Task directions
Where "info" occurs in a line of the entries below, copy that line.

+---+

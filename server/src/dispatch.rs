//! Serialized dispatch point.
//!
//! Socket actors, the liveness timer and the UI bridge never touch the
//! registry directly. They send `DispatchCommand`s to one loop that owns the
//! `SessionRegistry` and applies them in arrival order.

use tokio::sync::{mpsc, oneshot, watch};

use crate::chat::presence::ClientSummary;
use crate::db::store::{StoreError, StoreResult};
use crate::session::{ClientSession, Delivery, SessionRegistry};
use crate::tcp::protocol::Frame;
use crate::tcp::{Connection, ConnectionId};

type Reply<T> = oneshot::Sender<StoreResult<T>>;

/// Commands applied to the registry by the dispatch loop.
pub enum DispatchCommand {
    /// A decoded frame arrived on a socket.
    Frame { connection: Connection, frame: Frame },
    /// A socket ended (EOF, error, or writer failure).
    TransportClosed { connection_id: ConnectionId },
    SendReply {
        client_id: String,
        text: String,
        reply: Reply<Delivery>,
    },
    Broadcast { text: String, reply: Reply<usize> },
    MarkRead { client_id: String, reply: Reply<bool> },
    ClientList { reply: Reply<Vec<ClientSummary>> },
    /// Liveness sweep tick.
    Sweep,
    /// Insert fake sessions (virtual devices).
    Seed(Vec<ClientSession>),
}

/// Error returned to callers waiting on a dispatched command.
#[derive(Debug)]
pub enum DispatchError {
    Store(StoreError),
    /// The dispatch loop has stopped.
    Stopped,
}

impl std::fmt::Display for DispatchError {
    fn fmt(&self, f: &mut std::fmt::Formatter<'_>) -> std::fmt::Result {
        match self {
            DispatchError::Store(e) => write!(f, "{}", e),
            DispatchError::Stopped => write!(f, "dispatcher stopped"),
        }
    }
}

impl std::error::Error for DispatchError {}

/// Cloneable sender side of the dispatch loop. Never blocks.
#[derive(Debug, Clone)]
pub struct DispatchHandle {
    tx: mpsc::UnboundedSender<DispatchCommand>,
}

/// Create a dispatch handle and the receiver the loop consumes.
pub fn channel() -> (DispatchHandle, mpsc::UnboundedReceiver<DispatchCommand>) {
    let (tx, rx) = mpsc::unbounded_channel();
    (DispatchHandle { tx }, rx)
}

impl DispatchHandle {
    pub fn frame(&self, connection: Connection, frame: Frame) -> bool {
        self.tx
            .send(DispatchCommand::Frame { connection, frame })
            .is_ok()
    }

    pub fn transport_closed(&self, connection_id: ConnectionId) -> bool {
        self.tx
            .send(DispatchCommand::TransportClosed { connection_id })
            .is_ok()
    }

    pub fn request_sweep(&self) -> bool {
        self.tx.send(DispatchCommand::Sweep).is_ok()
    }

    pub fn seed(&self, sessions: Vec<ClientSession>) -> bool {
        self.tx.send(DispatchCommand::Seed(sessions)).is_ok()
    }

    pub async fn send_reply(&self, client_id: &str, text: &str) -> Result<Delivery, DispatchError> {
        let client_id = client_id.to_string();
        let text = text.to_string();
        self.request(|reply| DispatchCommand::SendReply {
            client_id,
            text,
            reply,
        })
        .await
    }

    pub async fn broadcast(&self, text: &str) -> Result<usize, DispatchError> {
        let text = text.to_string();
        self.request(|reply| DispatchCommand::Broadcast { text, reply })
            .await
    }

    pub async fn mark_read(&self, client_id: &str) -> Result<bool, DispatchError> {
        let client_id = client_id.to_string();
        self.request(|reply| DispatchCommand::MarkRead { client_id, reply })
            .await
    }

    pub async fn client_list(&self) -> Result<Vec<ClientSummary>, DispatchError> {
        self.request(|reply| DispatchCommand::ClientList { reply })
            .await
    }

    async fn request<T>(
        &self,
        build: impl FnOnce(Reply<T>) -> DispatchCommand,
    ) -> Result<T, DispatchError> {
        let (reply, rx) = oneshot::channel();
        self.tx
            .send(build(reply))
            .map_err(|_| DispatchError::Stopped)?;
        rx.await
            .map_err(|_| DispatchError::Stopped)?
            .map_err(DispatchError::Store)
    }
}

/// Run the dispatch loop until `shutdown` flips to true, its sender is
/// dropped, or every handle is gone. On exit, live transports and open
/// session spans are closed; nothing mutates the registry afterwards.
pub async fn run_dispatch_loop(
    mut registry: SessionRegistry,
    mut commands: mpsc::UnboundedReceiver<DispatchCommand>,
    mut shutdown: watch::Receiver<bool>,
) {
    tracing::info!("Dispatcher started");

    loop {
        tokio::select! {
            biased;
            changed = shutdown.changed() => {
                if changed.is_err() || *shutdown.borrow() {
                    break;
                }
            }
            command = commands.recv() => match command {
                Some(command) => handle_command(&mut registry, command),
                None => break,
            },
        }
    }

    if let Err(e) = registry.shutdown() {
        registry.report_failure("shutdown", &e);
    }
    tracing::info!("Dispatcher stopped");
}

fn handle_command(registry: &mut SessionRegistry, command: DispatchCommand) {
    match command {
        DispatchCommand::Frame { connection, frame } => {
            let result = registry.on_frame(&connection, frame);
            report(registry, "inbound-frame", &result);
        }
        DispatchCommand::TransportClosed { connection_id } => {
            let result = registry.on_transport_closed(connection_id);
            report(registry, "transport-closed", &result);
        }
        DispatchCommand::SendReply {
            client_id,
            text,
            reply,
        } => {
            let result = registry.send_reply(&client_id, &text);
            report(registry, "send-reply", &result);
            let _ = reply.send(result);
        }
        DispatchCommand::Broadcast { text, reply } => {
            let result = registry.broadcast(&text);
            report(registry, "send-broadcast", &result);
            let _ = reply.send(result);
        }
        DispatchCommand::MarkRead { client_id, reply } => {
            let result = registry.mark_read(&client_id);
            report(registry, "mark-as-read", &result);
            let _ = reply.send(result);
        }
        DispatchCommand::ClientList { reply } => {
            let _ = reply.send(registry.client_list());
        }
        DispatchCommand::Sweep => {
            let result = registry.sweep();
            report(registry, "liveness-sweep", &result);
        }
        DispatchCommand::Seed(sessions) => registry.seed(sessions),
    }
}

fn report<T>(registry: &SessionRegistry, operation: &str, result: &StoreResult<T>) {
    if let Err(e) = result {
        registry.report_failure(operation, e);
    }
}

+---+

Output for this exercise
    tracing::info!("Dispatcher started");
    tracing::info!("Dispatcher stopped");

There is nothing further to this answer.